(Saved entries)

[Start of section]

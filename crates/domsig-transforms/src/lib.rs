#![forbid(unsafe_code)]

//! URI dereferencing and the transform chain for the domsig XML Signature
//! engine.
//!
//! A reference is resolved by [`uri::dereference`] into [`TransformData`],
//! then run through its [`Transform`]s with [`chain::apply`] (or
//! [`chain::apply_into`] when the result goes straight into a digest).

pub mod base64_transform;
pub mod c14n_method;
pub mod chain;
pub mod data;
pub mod enveloped;
pub mod transform;
pub mod uri;
pub mod xpath_filter;
pub mod xslt;

pub use c14n_method::CanonicalizationMethod;
pub use data::{DataKind, TransformData};
pub use transform::Transform;
pub use uri::{FileResolver, Resolved, ResourceResolver, UrlMapResolver};
pub use xpath_filter::{XPath2Filter, XPath2Op, XPathFilter};
pub use xslt::XsltEngine;

use std::sync::Arc;

/// Everything a dereference or a transform may consult besides its input.
///
/// Node indices refer to `document` and are only applied to data whose XML
/// text is that same `Arc`.
#[derive(Clone, Default)]
pub struct TransformEnv<'e> {
    /// Text of the document holding the signature.
    pub document: Option<Arc<str>>,
    /// Node index of the `<Signature>` element, for the enveloped transform.
    pub signature: Option<usize>,
    /// Node index of the element whose `<Transforms>` child holds the chain
    /// being run (a `Reference` or a `RetrievalMethod`). Used for `here()`.
    pub transforms_owner: Option<usize>,
    /// Extra ID attribute names.
    pub id_attrs: &'e [String],
    pub resolver: Option<&'e dyn ResourceResolver>,
    pub xslt: Option<&'e dyn XsltEngine>,
    pub base_uri: Option<&'e str>,
    /// Fail same-document dereferences of IDs declared more than once.
    pub reject_duplicate_ids: bool,
}

impl<'e> TransformEnv<'e> {
    pub fn for_document(document: Arc<str>) -> Self {
        Self {
            document: Some(document),
            ..Self::default()
        }
    }

    /// True when `xml` is the signature document itself.
    pub fn is_signature_document(&self, xml: &Arc<str>) -> bool {
        self.document
            .as_ref()
            .is_some_and(|doc| Arc::ptr_eq(doc, xml))
    }
}

impl std::fmt::Debug for TransformEnv<'_> {
    fn fmt(&self, f: &mut std::fmt::Formatter<'_>) -> std::fmt::Result {
        f.debug_struct("TransformEnv")
            .field("document_len", &self.document.as_ref().map(|d| d.len()))
            .field("signature", &self.signature)
            .field("transforms_owner", &self.transforms_owner)
            .field("id_attrs", &self.id_attrs)
            .field("resolver", &self.resolver.is_some())
            .field("xslt", &self.xslt.is_some())
            .field("base_uri", &self.base_uri)
            .field("reject_duplicate_ids", &self.reject_duplicate_ids)
            .finish()
    }
}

[End of section]

In the records, which lines use the word "xslt"? Report them.

pub mod xslt;
pub use xslt::XsltEngine;
    pub xslt: Option<&'e dyn XsltEngine>,
            .field("xslt", &self.xslt.is_some())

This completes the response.